* **Task to complete**:
Please find the lines in the entries below that contain the word "tunnel", and copy each one.

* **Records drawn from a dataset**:
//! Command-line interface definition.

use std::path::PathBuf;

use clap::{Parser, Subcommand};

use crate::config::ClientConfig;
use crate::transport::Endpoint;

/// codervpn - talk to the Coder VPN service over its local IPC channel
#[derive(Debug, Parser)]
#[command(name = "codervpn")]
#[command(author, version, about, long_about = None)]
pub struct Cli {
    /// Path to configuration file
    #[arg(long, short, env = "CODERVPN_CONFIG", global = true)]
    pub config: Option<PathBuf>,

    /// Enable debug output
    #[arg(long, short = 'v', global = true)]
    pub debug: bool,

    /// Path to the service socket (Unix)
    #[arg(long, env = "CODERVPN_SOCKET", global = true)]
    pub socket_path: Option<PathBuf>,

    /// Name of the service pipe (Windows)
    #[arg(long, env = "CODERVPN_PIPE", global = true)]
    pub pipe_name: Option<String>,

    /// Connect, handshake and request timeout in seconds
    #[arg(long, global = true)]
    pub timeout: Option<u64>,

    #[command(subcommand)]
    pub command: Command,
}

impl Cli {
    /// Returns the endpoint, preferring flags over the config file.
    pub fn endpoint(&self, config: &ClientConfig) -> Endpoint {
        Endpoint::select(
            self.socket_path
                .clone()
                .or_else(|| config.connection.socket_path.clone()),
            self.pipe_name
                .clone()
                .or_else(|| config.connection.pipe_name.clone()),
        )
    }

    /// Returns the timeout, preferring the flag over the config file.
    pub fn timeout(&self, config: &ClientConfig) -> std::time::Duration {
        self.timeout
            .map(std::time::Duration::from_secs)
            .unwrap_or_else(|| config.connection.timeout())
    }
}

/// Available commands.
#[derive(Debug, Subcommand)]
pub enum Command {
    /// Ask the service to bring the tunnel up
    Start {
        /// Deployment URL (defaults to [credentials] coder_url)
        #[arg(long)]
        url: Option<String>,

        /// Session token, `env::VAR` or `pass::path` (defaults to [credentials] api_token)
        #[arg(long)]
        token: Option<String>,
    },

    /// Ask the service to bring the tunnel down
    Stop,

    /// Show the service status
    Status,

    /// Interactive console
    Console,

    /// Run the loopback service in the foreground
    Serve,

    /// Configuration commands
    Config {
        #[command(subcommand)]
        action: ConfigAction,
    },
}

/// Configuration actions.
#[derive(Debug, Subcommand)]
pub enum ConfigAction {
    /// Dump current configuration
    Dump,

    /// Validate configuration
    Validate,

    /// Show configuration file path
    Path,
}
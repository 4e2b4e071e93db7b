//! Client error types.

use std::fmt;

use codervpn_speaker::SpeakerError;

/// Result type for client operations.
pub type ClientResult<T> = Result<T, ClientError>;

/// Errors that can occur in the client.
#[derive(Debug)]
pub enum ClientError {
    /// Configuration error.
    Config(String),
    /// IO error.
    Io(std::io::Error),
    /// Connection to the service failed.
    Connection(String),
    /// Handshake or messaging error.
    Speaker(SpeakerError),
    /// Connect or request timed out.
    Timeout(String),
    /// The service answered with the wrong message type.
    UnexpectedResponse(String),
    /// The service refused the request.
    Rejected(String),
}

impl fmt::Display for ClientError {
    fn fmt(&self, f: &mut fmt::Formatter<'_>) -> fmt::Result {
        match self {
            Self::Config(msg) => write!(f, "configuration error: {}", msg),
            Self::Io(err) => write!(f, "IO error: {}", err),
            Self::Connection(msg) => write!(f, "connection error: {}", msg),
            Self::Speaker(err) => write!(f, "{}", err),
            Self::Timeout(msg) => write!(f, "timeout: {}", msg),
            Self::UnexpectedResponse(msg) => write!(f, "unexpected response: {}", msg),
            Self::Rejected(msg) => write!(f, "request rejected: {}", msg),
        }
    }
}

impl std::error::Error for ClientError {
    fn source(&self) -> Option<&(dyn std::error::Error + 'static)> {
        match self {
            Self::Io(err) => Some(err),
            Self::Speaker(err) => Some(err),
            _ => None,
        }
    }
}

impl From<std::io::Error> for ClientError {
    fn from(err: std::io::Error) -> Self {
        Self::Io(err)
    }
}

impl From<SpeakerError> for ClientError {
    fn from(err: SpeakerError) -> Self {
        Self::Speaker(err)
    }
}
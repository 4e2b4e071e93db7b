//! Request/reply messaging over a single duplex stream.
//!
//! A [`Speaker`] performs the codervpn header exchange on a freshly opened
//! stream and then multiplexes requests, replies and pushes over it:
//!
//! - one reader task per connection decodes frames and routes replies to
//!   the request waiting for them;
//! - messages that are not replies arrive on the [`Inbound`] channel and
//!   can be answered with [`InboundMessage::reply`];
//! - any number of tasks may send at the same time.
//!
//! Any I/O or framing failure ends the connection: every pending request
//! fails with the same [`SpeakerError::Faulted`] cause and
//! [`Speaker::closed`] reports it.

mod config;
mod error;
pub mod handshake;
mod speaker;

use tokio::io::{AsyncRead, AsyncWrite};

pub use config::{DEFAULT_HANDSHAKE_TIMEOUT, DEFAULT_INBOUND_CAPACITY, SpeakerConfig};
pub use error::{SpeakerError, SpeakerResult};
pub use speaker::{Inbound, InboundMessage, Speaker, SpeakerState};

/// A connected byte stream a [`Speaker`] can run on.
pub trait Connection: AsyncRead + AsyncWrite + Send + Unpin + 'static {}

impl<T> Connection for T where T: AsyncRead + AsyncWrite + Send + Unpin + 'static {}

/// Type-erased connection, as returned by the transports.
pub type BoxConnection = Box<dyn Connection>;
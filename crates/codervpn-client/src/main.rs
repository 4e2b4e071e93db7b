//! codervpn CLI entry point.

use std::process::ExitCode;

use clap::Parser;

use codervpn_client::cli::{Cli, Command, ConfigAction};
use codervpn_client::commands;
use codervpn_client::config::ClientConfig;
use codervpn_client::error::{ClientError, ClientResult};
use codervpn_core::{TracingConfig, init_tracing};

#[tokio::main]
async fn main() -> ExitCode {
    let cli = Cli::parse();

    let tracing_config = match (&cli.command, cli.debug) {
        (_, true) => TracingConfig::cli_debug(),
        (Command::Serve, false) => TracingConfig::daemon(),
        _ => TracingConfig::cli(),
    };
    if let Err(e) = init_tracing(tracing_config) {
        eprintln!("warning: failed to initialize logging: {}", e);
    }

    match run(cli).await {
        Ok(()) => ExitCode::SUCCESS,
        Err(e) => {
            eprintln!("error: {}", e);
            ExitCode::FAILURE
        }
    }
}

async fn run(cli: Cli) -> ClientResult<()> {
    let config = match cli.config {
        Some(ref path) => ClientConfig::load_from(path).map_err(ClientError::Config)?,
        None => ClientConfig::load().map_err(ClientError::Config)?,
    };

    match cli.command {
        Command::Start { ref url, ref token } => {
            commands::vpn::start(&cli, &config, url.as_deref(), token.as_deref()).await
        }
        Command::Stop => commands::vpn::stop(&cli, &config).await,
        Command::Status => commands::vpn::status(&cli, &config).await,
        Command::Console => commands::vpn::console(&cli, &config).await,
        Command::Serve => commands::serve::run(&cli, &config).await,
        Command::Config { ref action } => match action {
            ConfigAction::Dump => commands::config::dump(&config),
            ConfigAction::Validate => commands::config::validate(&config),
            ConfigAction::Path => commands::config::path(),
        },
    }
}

* **Final answer**:
    /// Ask the service to bring the tunnel up
    /// Ask the service to bring the tunnel down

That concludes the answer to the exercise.